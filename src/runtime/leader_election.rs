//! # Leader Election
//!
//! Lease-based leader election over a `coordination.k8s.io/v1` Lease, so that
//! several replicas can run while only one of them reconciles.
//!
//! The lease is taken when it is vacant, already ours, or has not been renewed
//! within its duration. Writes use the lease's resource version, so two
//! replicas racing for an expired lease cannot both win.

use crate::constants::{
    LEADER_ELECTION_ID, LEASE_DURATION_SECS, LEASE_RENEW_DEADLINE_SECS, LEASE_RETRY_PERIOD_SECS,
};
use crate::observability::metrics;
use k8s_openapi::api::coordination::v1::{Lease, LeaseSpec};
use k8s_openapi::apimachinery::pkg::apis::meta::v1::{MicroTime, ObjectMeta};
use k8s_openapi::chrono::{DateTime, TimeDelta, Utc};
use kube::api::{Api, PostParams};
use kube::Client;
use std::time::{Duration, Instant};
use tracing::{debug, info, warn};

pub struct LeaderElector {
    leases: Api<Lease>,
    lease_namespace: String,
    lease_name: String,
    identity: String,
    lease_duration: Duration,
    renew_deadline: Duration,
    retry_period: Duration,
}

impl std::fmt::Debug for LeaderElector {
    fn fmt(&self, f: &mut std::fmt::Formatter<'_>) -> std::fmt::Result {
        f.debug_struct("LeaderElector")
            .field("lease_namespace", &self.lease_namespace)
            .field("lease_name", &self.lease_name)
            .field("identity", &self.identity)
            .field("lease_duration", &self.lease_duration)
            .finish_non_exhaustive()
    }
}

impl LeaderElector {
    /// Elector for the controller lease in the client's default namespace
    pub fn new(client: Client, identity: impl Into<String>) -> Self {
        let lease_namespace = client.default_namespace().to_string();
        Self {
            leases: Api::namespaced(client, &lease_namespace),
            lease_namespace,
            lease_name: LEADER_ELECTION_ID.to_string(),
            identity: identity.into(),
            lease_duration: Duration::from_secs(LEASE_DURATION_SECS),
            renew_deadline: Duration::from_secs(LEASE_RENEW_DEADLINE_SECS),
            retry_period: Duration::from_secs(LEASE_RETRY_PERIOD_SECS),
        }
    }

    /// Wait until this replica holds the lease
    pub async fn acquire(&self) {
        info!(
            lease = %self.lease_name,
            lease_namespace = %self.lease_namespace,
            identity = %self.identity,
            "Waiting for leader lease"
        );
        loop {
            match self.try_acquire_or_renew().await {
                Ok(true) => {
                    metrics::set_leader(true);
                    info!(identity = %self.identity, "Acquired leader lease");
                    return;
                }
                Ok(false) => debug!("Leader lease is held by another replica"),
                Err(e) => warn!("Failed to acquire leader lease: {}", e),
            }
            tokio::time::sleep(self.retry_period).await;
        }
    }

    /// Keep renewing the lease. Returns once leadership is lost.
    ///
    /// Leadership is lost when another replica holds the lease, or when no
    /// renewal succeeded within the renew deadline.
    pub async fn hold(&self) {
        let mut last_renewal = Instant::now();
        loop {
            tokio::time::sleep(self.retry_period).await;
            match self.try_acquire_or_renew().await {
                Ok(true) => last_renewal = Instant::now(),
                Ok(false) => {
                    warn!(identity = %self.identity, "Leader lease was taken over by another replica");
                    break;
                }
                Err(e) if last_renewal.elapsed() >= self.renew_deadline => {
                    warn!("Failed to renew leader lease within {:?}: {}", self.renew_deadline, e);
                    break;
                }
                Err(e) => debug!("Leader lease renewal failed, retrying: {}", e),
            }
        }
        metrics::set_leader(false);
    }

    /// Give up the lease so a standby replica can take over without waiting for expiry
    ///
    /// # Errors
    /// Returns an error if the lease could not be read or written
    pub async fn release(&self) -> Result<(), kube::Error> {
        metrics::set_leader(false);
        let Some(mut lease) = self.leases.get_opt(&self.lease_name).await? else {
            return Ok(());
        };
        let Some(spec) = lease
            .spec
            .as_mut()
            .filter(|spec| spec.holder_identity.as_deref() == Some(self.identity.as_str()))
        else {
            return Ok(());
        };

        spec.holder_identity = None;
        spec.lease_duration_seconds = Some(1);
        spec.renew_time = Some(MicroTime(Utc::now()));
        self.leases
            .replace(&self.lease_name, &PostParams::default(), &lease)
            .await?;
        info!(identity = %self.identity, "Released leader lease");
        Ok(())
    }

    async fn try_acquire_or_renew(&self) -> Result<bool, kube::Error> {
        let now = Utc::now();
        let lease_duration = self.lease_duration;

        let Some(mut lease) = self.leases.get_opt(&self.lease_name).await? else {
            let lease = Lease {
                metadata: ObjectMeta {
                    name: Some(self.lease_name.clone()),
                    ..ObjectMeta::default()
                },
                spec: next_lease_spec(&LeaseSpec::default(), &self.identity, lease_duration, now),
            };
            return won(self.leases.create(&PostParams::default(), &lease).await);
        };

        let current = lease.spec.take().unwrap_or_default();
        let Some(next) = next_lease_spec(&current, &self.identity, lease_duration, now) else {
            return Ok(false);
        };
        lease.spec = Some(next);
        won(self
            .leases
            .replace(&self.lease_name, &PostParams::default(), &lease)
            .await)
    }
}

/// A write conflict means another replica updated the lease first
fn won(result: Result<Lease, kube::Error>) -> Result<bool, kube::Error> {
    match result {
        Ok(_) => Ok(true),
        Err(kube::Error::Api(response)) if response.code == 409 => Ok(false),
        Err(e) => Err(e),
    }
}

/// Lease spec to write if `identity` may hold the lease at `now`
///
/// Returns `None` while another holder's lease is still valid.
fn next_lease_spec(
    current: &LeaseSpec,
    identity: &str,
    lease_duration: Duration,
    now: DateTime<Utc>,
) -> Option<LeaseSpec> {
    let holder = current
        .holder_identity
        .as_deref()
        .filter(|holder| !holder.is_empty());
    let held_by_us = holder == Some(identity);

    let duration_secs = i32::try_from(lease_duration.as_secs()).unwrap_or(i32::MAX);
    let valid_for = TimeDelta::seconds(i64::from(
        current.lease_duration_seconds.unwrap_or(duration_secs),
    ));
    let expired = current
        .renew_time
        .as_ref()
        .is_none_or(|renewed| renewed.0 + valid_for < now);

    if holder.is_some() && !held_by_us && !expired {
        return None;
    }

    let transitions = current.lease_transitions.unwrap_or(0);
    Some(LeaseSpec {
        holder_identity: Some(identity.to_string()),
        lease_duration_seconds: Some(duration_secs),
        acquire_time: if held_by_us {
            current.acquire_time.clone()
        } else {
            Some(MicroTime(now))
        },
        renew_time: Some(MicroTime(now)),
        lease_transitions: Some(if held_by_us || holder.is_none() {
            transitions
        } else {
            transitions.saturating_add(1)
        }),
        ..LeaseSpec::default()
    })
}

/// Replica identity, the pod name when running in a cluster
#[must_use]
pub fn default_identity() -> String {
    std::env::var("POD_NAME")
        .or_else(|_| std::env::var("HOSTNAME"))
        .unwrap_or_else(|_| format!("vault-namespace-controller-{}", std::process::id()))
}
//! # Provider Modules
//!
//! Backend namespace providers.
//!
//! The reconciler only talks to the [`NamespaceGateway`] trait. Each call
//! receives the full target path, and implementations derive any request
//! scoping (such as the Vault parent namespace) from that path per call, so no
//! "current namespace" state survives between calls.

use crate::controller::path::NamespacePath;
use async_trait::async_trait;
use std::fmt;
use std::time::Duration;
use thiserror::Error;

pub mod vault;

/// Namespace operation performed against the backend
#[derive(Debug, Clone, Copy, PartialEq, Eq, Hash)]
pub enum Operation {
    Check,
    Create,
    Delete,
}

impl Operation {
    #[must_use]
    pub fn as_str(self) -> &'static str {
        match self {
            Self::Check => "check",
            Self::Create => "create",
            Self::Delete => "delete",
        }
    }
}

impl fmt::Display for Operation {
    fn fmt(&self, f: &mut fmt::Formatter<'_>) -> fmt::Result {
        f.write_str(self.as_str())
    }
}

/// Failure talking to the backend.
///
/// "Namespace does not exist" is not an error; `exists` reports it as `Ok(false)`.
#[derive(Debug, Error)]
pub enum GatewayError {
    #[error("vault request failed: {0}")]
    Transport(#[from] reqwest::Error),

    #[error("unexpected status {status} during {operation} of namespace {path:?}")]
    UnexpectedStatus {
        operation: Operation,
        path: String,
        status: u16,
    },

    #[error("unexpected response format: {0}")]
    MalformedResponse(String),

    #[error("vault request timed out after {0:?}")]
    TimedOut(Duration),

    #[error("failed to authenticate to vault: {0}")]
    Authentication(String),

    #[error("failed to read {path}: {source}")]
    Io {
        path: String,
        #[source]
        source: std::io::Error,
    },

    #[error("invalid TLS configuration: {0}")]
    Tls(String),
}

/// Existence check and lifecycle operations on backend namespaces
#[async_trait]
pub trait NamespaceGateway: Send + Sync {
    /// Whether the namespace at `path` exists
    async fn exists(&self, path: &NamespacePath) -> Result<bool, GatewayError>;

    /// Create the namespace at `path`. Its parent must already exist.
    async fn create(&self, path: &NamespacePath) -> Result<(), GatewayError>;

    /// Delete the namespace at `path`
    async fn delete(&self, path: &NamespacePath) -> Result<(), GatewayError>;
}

Exercise details:
Among the lines of the listing above, count those that hold the string "NamespacePath", giving the count alone.

Written solution:
4